:: EXERCISE DETAILS ::
Extract, unchanged, every line from the top of the material below through the line with "commonly used types", and no more.

•••••

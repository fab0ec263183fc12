//! Loss Development - triangle and chain-ladder reserving engine
//!
//! This library provides:
//! - Cumulative loss triangle construction from additive claim transactions
//! - Age-to-age development factor estimation with credibility rules
//! - Factor selection with smoothing, tail policy, and caller overrides
//! - Chain-ladder projection of ultimate losses and IBNR reserves
//! - CSV claims ingestion and a batch valuation runner

pub mod claims;
pub mod config;
pub mod error;
pub mod factors;
pub mod projection;
pub mod runner;
pub mod triangle;

// Re-export commonly used types
pub use claims::{Basis, ClaimTransaction, SegmentFilter, ValidationMode};
pub use config::ValuationConfig;
pub use error::ReservingError;
pub use factors::{DevelopmentFactors, EstimatorConfig, SelectedFactorCurve, SelectionConfig};
pub use projection::{ProjectionResult, ProjectionSummary};
pub use runner::{ValuationReport, ValuationRunner};
pub use triangle::{Triangle, TriangleBuilder};
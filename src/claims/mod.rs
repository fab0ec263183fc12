//! Claim transaction inputs and CSV ingestion

mod data;
pub mod loader;

pub use data::{Basis, ClaimTransaction, SegmentFilter};
pub use loader::{load_claims, load_claims_from_reader, LoadedClaims, ValidationMode};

•••••

:: EXERCISE SOLUTION ::
repository fab0ec263183fc12
//! Loss Development - triangle and chain-ladder reserving engine
//!
//! This library provides:
//! - Cumulative loss triangle construction from additive claim transactions
//! - Age-to-age development factor estimation with credibility rules
//! - Factor selection with smoothing, tail policy, and caller overrides
//! - Chain-ladder projection of ultimate losses and IBNR reserves
//! - CSV claims ingestion and a batch valuation runner

pub mod claims;
pub mod config;
pub mod error;
pub mod factors;
pub mod projection;
pub mod runner;
pub mod triangle;

// Re-export commonly used types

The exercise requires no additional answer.